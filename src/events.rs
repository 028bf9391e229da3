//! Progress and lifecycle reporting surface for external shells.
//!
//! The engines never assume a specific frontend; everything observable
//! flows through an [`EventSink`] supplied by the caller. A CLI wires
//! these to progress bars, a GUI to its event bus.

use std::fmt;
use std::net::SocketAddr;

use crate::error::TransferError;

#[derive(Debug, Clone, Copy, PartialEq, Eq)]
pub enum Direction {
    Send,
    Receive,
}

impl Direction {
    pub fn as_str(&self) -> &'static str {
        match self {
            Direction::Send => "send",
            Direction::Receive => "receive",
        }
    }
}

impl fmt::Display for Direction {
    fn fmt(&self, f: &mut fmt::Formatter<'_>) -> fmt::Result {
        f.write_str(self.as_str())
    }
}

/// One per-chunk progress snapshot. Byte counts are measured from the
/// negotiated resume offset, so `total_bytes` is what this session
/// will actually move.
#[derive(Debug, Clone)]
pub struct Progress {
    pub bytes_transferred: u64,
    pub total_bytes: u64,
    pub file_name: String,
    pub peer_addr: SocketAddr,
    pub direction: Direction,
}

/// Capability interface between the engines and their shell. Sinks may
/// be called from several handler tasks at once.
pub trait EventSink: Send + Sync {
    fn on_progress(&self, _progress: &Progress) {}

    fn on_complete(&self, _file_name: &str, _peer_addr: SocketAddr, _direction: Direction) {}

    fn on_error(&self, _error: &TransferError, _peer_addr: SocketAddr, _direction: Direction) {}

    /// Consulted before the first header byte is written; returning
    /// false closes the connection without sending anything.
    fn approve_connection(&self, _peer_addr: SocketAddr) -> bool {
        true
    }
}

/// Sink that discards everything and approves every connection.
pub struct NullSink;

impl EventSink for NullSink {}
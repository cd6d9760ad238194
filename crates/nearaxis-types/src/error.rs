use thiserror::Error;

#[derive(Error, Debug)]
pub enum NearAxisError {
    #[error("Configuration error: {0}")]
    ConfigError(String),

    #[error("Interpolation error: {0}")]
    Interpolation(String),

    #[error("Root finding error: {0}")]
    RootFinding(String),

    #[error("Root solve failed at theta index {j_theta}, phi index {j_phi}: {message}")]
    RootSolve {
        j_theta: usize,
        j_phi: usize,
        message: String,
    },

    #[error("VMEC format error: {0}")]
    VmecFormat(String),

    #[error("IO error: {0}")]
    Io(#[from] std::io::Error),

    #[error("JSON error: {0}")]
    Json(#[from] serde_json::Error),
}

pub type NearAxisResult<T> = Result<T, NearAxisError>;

- What you will do
Whenever the word "Interpolation" shows up in a line, that line counts. Say how many lines of the data count, giving the number alone.

- Finished task
2